SEVGİ NEDİR?
Sevgi, yüce nitelikte bir sanat yapıtı, zihinler ve bedenler arasında olağanüstü bir alışveriştir.
Platon’a göre sevgi “kutsal bir delilik” tir; her âşık sevgilisini kutsal sayar ve onun yanında kendisini Cennetteymiş gibi duyar. Sevmek, bir yüzdeki çizgileri, bir yanağın rengini görüp heyecanlanmaktan daha ciddi ve daha önemli bir şeydir.
Âşığı belirleyen sevgisidir, sevgisinin nesnesi değildir.
Sevgide var olan şey, büyülenme nedeniyle teslim olmaktır. Seven kişi, tıpkı doğmadan önce rahimde annesinden beslenerek yaşadığı gibi, kendisinden değil öbüründen beslenerek yaşar. Sevgi besinini sevgilinin ya gerçekte ya da hayalde görülen çekiciliğinden alır. Âşık sevgilisinden, kendisini sevdiğini hiç durmadan yinelemesini ister.
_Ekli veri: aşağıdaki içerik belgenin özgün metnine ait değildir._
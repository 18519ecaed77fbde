//! Rendering surface abstraction
//!
//! A surface is an off-process layout engine (headless Chrome in production)
//! that can load a document, answer geometry queries and produce a raster.
//! Each capture owns exactly one surface for its whole lifetime; it is opened
//! once and must be released exactly once. [`SurfaceLease`] enforces the
//! release on every exit path, including early returns and panics.

use std::ops::{Deref, DerefMut};
use std::time::Duration;

use log::{debug, warn};

use crate::Result;

/// Core trait for rendering surface implementations
pub trait Surface {
    /// Replace the surface's content with `html`, laid out at `width` CSS pixels.
    fn load_html(&mut self, html: &str, width: u32) -> Result<()>;

    /// Single probe of layout readiness; `true` once computed style is
    /// available for the document root.
    fn is_ready(&mut self) -> Result<bool>;

    /// Ceiling of the bounding-box height of the first element matching
    /// `selector`, or 0 when nothing matches.
    fn element_height(&mut self, selector: &str) -> Result<u32>;

    /// Resize the output frame and capture it as a PNG at device scale 1.
    fn capture_png(&mut self, width: u32, height: u32) -> Result<Vec<u8>>;

    /// Release the underlying engine. Called at most once, by [`SurfaceLease`].
    fn close(&mut self) -> Result<()>;
}

/// Poll [`Surface::is_ready`] until it reports readiness or `timeout` passes.
///
/// A failed probe counts as "not ready yet". When the deadline passes, the
/// last probe's error is returned if it failed, otherwise `Ok(false)`.
pub fn wait_until_ready<S: Surface + ?Sized>(surface: &mut S, timeout: Duration, poll: Duration) -> Result<bool> {
    let deadline = std::time::Instant::now() + timeout;
    loop {
        let last_err = match surface.is_ready() {
            Ok(true) => return Ok(true),
            Ok(false) => None,
            Err(e) => {
                debug!("Readiness probe failed: {}", e);
                Some(e)
            }
        };
        if std::time::Instant::now() >= deadline {
            return match last_err {
                Some(e) => Err(e),
                None => Ok(false),
            };
        }
        std::thread::sleep(poll);
    }
}

/// Scoped ownership of an open surface.
///
/// Dereferences to the surface. [`SurfaceLease::release`] closes it and
/// reports the outcome; if the lease is dropped instead, the surface is closed
/// in `Drop` and any error is logged.
pub struct SurfaceLease<S: Surface> {
    inner: Option<S>,
}

impl<S: Surface> SurfaceLease<S> {
    pub fn new(surface: S) -> Self {
        Self { inner: Some(surface) }
    }

    /// Close the surface now.
    pub fn release(mut self) -> Result<()> {
        match self.inner.take() {
            Some(mut surface) => {
                debug!("Releasing rendering surface");
                surface.close()
            }
            None => Ok(()),
        }
    }
}

impl<S: Surface> Deref for SurfaceLease<S> {
    type Target = S;

    fn deref(&self) -> &S {
        // Only `release` and `drop` take the surface, and both consume the lease.
        match self.inner.as_ref() {
            Some(s) => s,
            None => unreachable!("surface lease used after release"),
        }
    }
}

impl<S: Surface> DerefMut for SurfaceLease<S> {
    fn deref_mut(&mut self) -> &mut S {
        match self.inner.as_mut() {
            Some(s) => s,
            None => unreachable!("surface lease used after release"),
        }
    }
}

impl<S: Surface> Drop for SurfaceLease<S> {
    fn drop(&mut self) {
        if let Some(mut surface) = self.inner.take() {
            debug!("Releasing rendering surface on unwind");
            if let Err(e) = surface.close() {
                warn!("Failed to release rendering surface: {}", e);
            }
        }
    }
}

#[cfg(test)]
mod tests {
    use super::*;
    use std::sync::atomic::{AtomicUsize, Ordering};
    use std::sync::Arc;

    struct Counting {
        closes: Arc<AtomicUsize>,
        ready_after: usize,
        failing: usize,
        probes: usize,
    }

    impl Surface for Counting {
        fn load_html(&mut self, _html: &str, _width: u32) -> Result<()> {
            Ok(())
        }

        fn is_ready(&mut self) -> Result<bool> {
            self.probes += 1;
            if self.probes <= self.failing {
                return Err(crate::Error::Render("probe evaluation failed".into()));
            }
            Ok(self.probes > self.ready_after)
        }

        fn element_height(&mut self, _selector: &str) -> Result<u32> {
            Ok(0)
        }

        fn capture_png(&mut self, _width: u32, _height: u32) -> Result<Vec<u8>> {
            Ok(Vec::new())
        }

        fn close(&mut self) -> Result<()> {
            self.closes.fetch_add(1, Ordering::SeqCst);
            Ok(())
        }
    }

    fn counting(ready_after: usize) -> (Counting, Arc<AtomicUsize>) {
        let closes = Arc::new(AtomicUsize::new(0));
        (
            Counting {
                closes: closes.clone(),
                ready_after,
                failing: 0,
                probes: 0,
            },
            closes,
        )
    }

    #[test]
    fn release_closes_once() {
        let (s, closes) = counting(0);
        let lease = SurfaceLease::new(s);
        lease.release().unwrap();
        assert_eq!(closes.load(Ordering::SeqCst), 1);
    }

    #[test]
    fn drop_closes_once() {
        let (s, closes) = counting(0);
        {
            let _lease = SurfaceLease::new(s);
        }
        assert_eq!(closes.load(Ordering::SeqCst), 1);
    }

    #[test]
    fn panic_still_closes() {
        let (s, closes) = counting(0);
        let result = std::panic::catch_unwind(std::panic::AssertUnwindSafe(|| {
            let _lease = SurfaceLease::new(s);
            panic!("stage blew up");
        }));
        assert!(result.is_err());
        assert_eq!(closes.load(Ordering::SeqCst), 1);
    }

    #[test]
    fn wait_polls_until_ready() {
        let (mut s, _) = counting(3);
        let ok = wait_until_ready(&mut s, Duration::from_secs(5), Duration::from_millis(1)).unwrap();
        assert!(ok);
        assert_eq!(s.probes, 4);
    }

    #[test]
    fn wait_gives_up_at_deadline() {
        let (mut s, _) = counting(usize::MAX);
        let ok = wait_until_ready(&mut s, Duration::from_millis(20), Duration::from_millis(5)).unwrap();
        assert!(!ok);
    }

    #[test]
    fn wait_keeps_polling_after_probe_errors() {
        let (mut s, _) = counting(3);
        s.failing = 2;
        let ok = wait_until_ready(&mut s, Duration::from_secs(5), Duration::from_millis(1)).unwrap();
        assert!(ok);
        assert_eq!(s.probes, 4);
    }

    #[test]
    fn wait_reports_last_probe_error_at_deadline() {
        let (mut s, _) = counting(usize::MAX);
        s.failing = usize::MAX;
        let err = wait_until_ready(&mut s, Duration::from_millis(20), Duration::from_millis(5)).unwrap_err();
        assert!(matches!(err, crate::Error::Render(_)));
        assert!(s.probes > 1);
    }
}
Sevgi, arzudan önce de vardır. Arzu doyurulur doyurulmaz söner, doyumla birlikte sona erer; oysa sevgi sonsuza dek doyumsuz kalır.
Sevmek paylaşmaktır. Sevdiğiyle sevdiğini paylaşmaktır, sevdiğiyle kalbini bölüşmektir ki tek kalp olunsun. Sevgide son yoktur. Sevgiler hiçbir zaman son bulmazlar. Biten sevgiler yoktur, bitmiş gibi görünen sevgiler vardır. Sevmekte istemek de yoktur; sevgilinin olduğu yerde son bulur istekler.
Sevmek gücenmemektir. Sevmek sevgili için yaşamaktır; onun eli, kolu, gözü, kalbi olmaktır. Ama artık onun bir şeyi olunmadığı bir zaman ölmesini bilmektir. (Ölümü özlemeyen aşkı anlayamaz.)
Sevmek vermektir. Sevmek sevgili olmaktır; sevgilinin yüzündeki gülücük olmaktır. Onu yaşama döndürecek bir damla su olmaktır. Sevmek sevgilinin limanı olmaktır. Sevmek sevgilinin canı olmaktır; onun ölümü isteyebileceği canı olmaktır.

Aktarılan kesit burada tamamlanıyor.